Some of you will have seen this, but I send it along since some of you haven’t (I hadn’t, as far as I remember, but then one’s mind blanks out such things). Your submissions make Baby Jesus cry offers fifty examples of failed attempts at ecclesiastical art. Many of them make me flinch back in my chair.
But I tried, I really tried, to see if I could find any of them expressions of the seriousness and reverence from which ecclesiastical art should spring. Number 29, for example, a painting of the Last Supper with Jesus and the Disciples in modern dress: there you can easily imagine an earnest young artist having experienced the love of the Lord in his own life wanting to make that Lord more accessible to others, because Jesus is always, so to speak, in modern dress. That “old picture in modern dress” is a cliche, but you can see that it might be one used in good faith. More or less the same could be said of number 28, a traditional statue of Jesus in front of a painting of clouds and a planet, and a few others.
I’m sure much of the rest of it reflects the creator’s attempts to express seriousness and reverence, but the reality is that the works just don’t. They don’t even look as if the creator was trying to do so. A secular person, told that box over there was made to contain the Lord of the Universe, wouldn’t believe it.
Much of it just looks like really bad art of the sort that you walk by, while trying to remember to stop and look at each thing and for heaven’s sakeĀ keep smiling and nodding, at a high school art show.
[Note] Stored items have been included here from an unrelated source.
//! # STRATA Walk
//!
//! Headless observer walk over a streamed world.
//!
//! Loads (or defaults) a world config, walks an observer in a straight line
//! and reports what the cache did. Useful for profiling generation and for
//! checking a config file before shipping it.
//!
//! ```bash
//! # Default world, 64 steps east
//! strata_walk
//!
//! # Custom world, diagonal walk, debug logs
//! strata_walk --config world.toml --heading 45 --steps 200 -v
//!
//! # Print the effective config and exit
//! strata_walk --seed 7 --dump-config
//! ```

use std::path::PathBuf;
use std::thread;
use std::time::{Duration, Instant};

use anyhow::Context;
use clap::Parser;
use strata::prelude::*;
use tracing_subscriber::EnvFilter;

#[derive(Parser)]
#[command(name = "strata_walk", about = "Walk an observer through a streamed STRATA world")]
struct Cli {
    /// World config file (TOML). Defaults are used when omitted.
    #[arg(short, long)]
    config: Option<PathBuf>,

    /// Override the world seed
    #[arg(short, long)]
    seed: Option<u64>,

    /// Number of observer steps
    #[arg(long, default_value = "64")]
    steps: u32,

    /// World units moved per step
    #[arg(long, default_value = "8.0")]
    step_size: f32,

    /// Walk direction in degrees, 0 = +X, 90 = +Z
    #[arg(long, default_value = "0.0")]
    heading: f32,

    /// Override the view radius (unload radius grows to match)
    #[arg(long)]
    view_radius: Option<u32>,

    /// Pause between steps in milliseconds
    #[arg(long, default_value = "16")]
    frame_ms: u64,

    /// How long to wait for the queue to drain after the walk
    #[arg(long, default_value = "5000")]
    settle_ms: u64,

    /// Print the effective config as TOML and exit
    #[arg(long)]
    dump_config: bool,

    /// Enable verbose logging
    #[arg(short, long)]
    verbose: bool,
}

fn main() -> anyhow::Result<()> {
    let cli = Cli::parse();

    let filter = if cli.verbose { "debug" } else { "info" };
    tracing_subscriber::fmt()
        .with_env_filter(EnvFilter::new(filter))
        .init();

    let config = load_config(&cli)?;

    if cli.dump_config {
        print!("{}", config.to_toml_string()?);
        return Ok(());
    }

    tracing::info!(
        version = strata::crate_info(),
        seed = config.seed,
        chunk_size = config.streaming.chunk_size,
        view_radius = config.streaming.view_radius,
        unload_radius = config.streaming.unload_radius,
        "starting walk"
    );

    let mut streamer =
        ChunkStreamer::from_config(&config).context("failed to start chunk streaming")?;
    walk(&mut streamer, &cli);
    settle(&streamer, Duration::from_millis(cli.settle_ms));
    report(&streamer);

    streamer.cache().shutdown();
    Ok(())
}

fn load_config(cli: &Cli) -> anyhow::Result<WorldConfig> {
    let mut config = match &cli.config {
        Some(path) => WorldConfig::from_file(path)
            .with_context(|| format!("failed to load world config {}", path.display()))?,
        None => WorldConfig::default(),
    };

    if let Some(seed) = cli.seed {
        config.seed = seed;
    }
    if let Some(view) = cli.view_radius {
        config.streaming.view_radius = view;
        config.streaming.unload_radius = config.streaming.unload_radius.max(view.saturating_add(2));
    }

    config.validate().context("invalid world config")?;
    Ok(config)
}

fn walk(streamer: &mut ChunkStreamer, cli: &Cli) {
    let heading = cli.heading.to_radians();
    let (dir_x, dir_z) = (heading.cos(), heading.sin());
    let frame = Duration::from_millis(cli.frame_ms);

    let (mut x, mut z) = (0.0_f32, 0.0_f32);
    for step in 0..=cli.steps {
        if let Some(update) = streamer.update(x, z) {
            tracing::info!(
                step,
                center = %update.center,
                requested = update.requested.len(),
                unloaded = update.unloaded.len(),
                loaded = streamer.cache().loaded_count(),
                pending = streamer.cache().pending_count(),
                "entered chunk"
            );
        }

        match streamer.ground_height(x, z) {
            Some(height) => tracing::debug!(step, x, z, height, "ground"),
            None => tracing::debug!(step, x, z, "ground not loaded yet"),
        }

        x += dir_x * cli.step_size;
        z += dir_z * cli.step_size;
        thread::sleep(frame);
    }
}

fn settle(streamer: &ChunkStreamer, timeout: Duration) {
    let start = Instant::now();
    while streamer.cache().pending_count() > 0 {
        if start.elapsed() >= timeout {
            tracing::warn!(
                pending = streamer.cache().pending_count(),
                "queue did not drain before the settle timeout"
            );
            return;
        }
        thread::sleep(Duration::from_millis(5));
    }
    tracing::info!(elapsed_ms = start.elapsed().as_millis() as u64, "queue drained");
}

fn report(streamer: &ChunkStreamer) {
    let cache = streamer.cache();
    let stats = cache.stats();
    let attempts = stats.generated + stats.failed + stats.discarded;
    let mean_ms = if attempts == 0 {
        0.0
    } else {
        stats.generation_time.as_secs_f64() * 1000.0 / attempts as f64
    };

    let sprites: usize = cache
        .tracked_coords()
        .into_iter()
        .filter_map(|coord| cache.get_loaded(coord))
        .map(|chunk| chunk.sprites().len())
        .sum();

    tracing::info!(
        generated = stats.generated,
        failed = stats.failed,
        discarded = stats.discarded,
        mean_generation_ms = mean_ms,
        loaded = cache.loaded_count(),
        sprites,
        materials = cache.materials().len(),
        "walk finished"
    );
}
A surprising amount of it is clunky and ungainly, and you don’t know if the artist was trying to pull off a very (very very very) amateur imitation of Picasso or of primitive art. It’s a kind of production you see nowhere else. No one else makes stuff that looks like this, which is a bad sign in itself.
I mean, look, just why would anyone think the fat cartoon missile with three chairs at the bottom (number 29) something people would want to look it, and look at for years? Who would design the Jesus encased in a brick wall (number 5) or the soap carving of Gumby standing behind a broken couch (number 45)? Etc.
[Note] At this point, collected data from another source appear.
//! # STRATA Chunk Streaming
//!
//! Keeps generated chunks around a moving observer without ever blocking
//! the caller on generation.
//!
//! ## Design Principles
//!
//! 1. **Non-blocking**: Requests return immediately; one worker generates
//! 2. **Deduplicated**: At most one job per coordinate is queued or running
//! 3. **Unload wins**: A chunk unloaded while generating is never published
//! 4. **Contained failures**: A failing or panicking chunk is logged and skipped
//!
//! ## Core Components
//!
//! - `ChunkCache`: Slot map + background worker
//! - `ChunkGenerator`: Tile stack and sprite source at a fixed chunk size
//! - `ChunkStreamer`: View/unload radius policy driven by observer positions
//! - `WorldConfig`: TOML world description that builds all of the above
//!
//! ## Example
//!
//! ```rust,no_run
//! use strata_streaming::{ChunkStreamer, WorldConfig};
//!
//! let mut streamer = ChunkStreamer::from_config(&WorldConfig::default())?;
//! streamer.update(0.0, 0.0);
//! if let Some(height) = streamer.ground_height(10.0, 10.0) {
//!     println!("ground at {height}");
//! }
//! streamer.cache().shutdown();
//! # Ok::<(), strata_streaming::CacheError>(())
//! ```

#![deny(missing_docs)]
#![deny(unsafe_code)]
#![deny(clippy::all)]
#![warn(clippy::pedantic)]

pub mod cache;
pub mod chunk;
pub mod config;
pub mod error;
pub mod generator;
pub mod streamer;

pub use cache::{
    CacheConfig, CacheStats, ChunkCache, ChunkState, RequestOutcome, WORKER_THREAD_NAME,
};
pub use chunk::LoadedChunk;
pub use config::{ChunkBounds, RoadSection, StreamingConfig, WaterSection, WorldConfig};
pub use error::{CacheError, CacheResult};
pub use generator::ChunkGenerator;
pub use streamer::{ChunkStreamer, ViewUpdate};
I just don’t get it. And I’m not even that picky. But there is something essentially different between, say, the sometimes garish and sentimental folk art you find in some Italian-American parishes and this stuff. The first moves you to prayer, the second, well, maybe it can, but . . . no, I just can’t see it. This stuff is inexplicably bad. Tear-it-out-the-space-would-look-better-bare bad.
Why would anyone — and not just the creator (to whom some latitude can be given because they must mean well and few people are good judges of their own work) but the people who commissioned the work, paid for it, and installed it (and who ought to have more objectivity) — think it was good enough for buildings in which the Savior of the world is daily made present to his people? I just can’t see it.




October 31st, 2012 | 6:33 pm
That is some of the worst stuff I’ve ever seen. It gives Christianity a bad name.
October 31st, 2012 | 6:52 pm
Ecclesiastical art — painting, sculpture, etc — like ecclesiastical music has suffered a lot Vatican II or maybe one should say “since the 1960′s.” But there’s probably a connection between the two, and with the general trajectory of the Protestant mainline.
To me, it seems like what had functioned as a common visual vocabulary and grammar of art has fragmented. And what’s replaced that is this weird blend of sentimentality and self-consciously “edgy modernism” (or at least an edgy modernism acceptable to the middle class priests and parish committees who pay for this stuff and install it), which these examples seem to share.
The “loss of common vocabulary” is my (weak) attempt to get at what Cardinal Joseph Ratzinger wrote about with regard to art and music in Part 3 of “The Spirit of the Liturgy.”
oriented to the heavenly liturgy.” I can’t do justice to the argument in those two chapters here, but it Ratzinger relates sacred art to the nature of the Church in history, to liturgy, and to the Resurrected Christ.
But he does write “[Sacred art] presupposes that there is a subject who has been inwardly formed by the Church and opened up to the “we”. Only thus does art make the Chruch’s common faith visible and speak again to the believing heart.”
As you have intuited from these images, they do not speak to the believing heart.
November 1st, 2012 | 9:19 am
I think my eyes are permanently damaged. Current church music is also denigrated. There I think the cause is simple. Good and bad music is created all the time and at every time in history. Over time, the bad gets filtered out. I would not be surprised if the same was true of physical art, but I don’t know. Whereas music can fade just by not playing or singing it, physical art has an existence independent of the viewer.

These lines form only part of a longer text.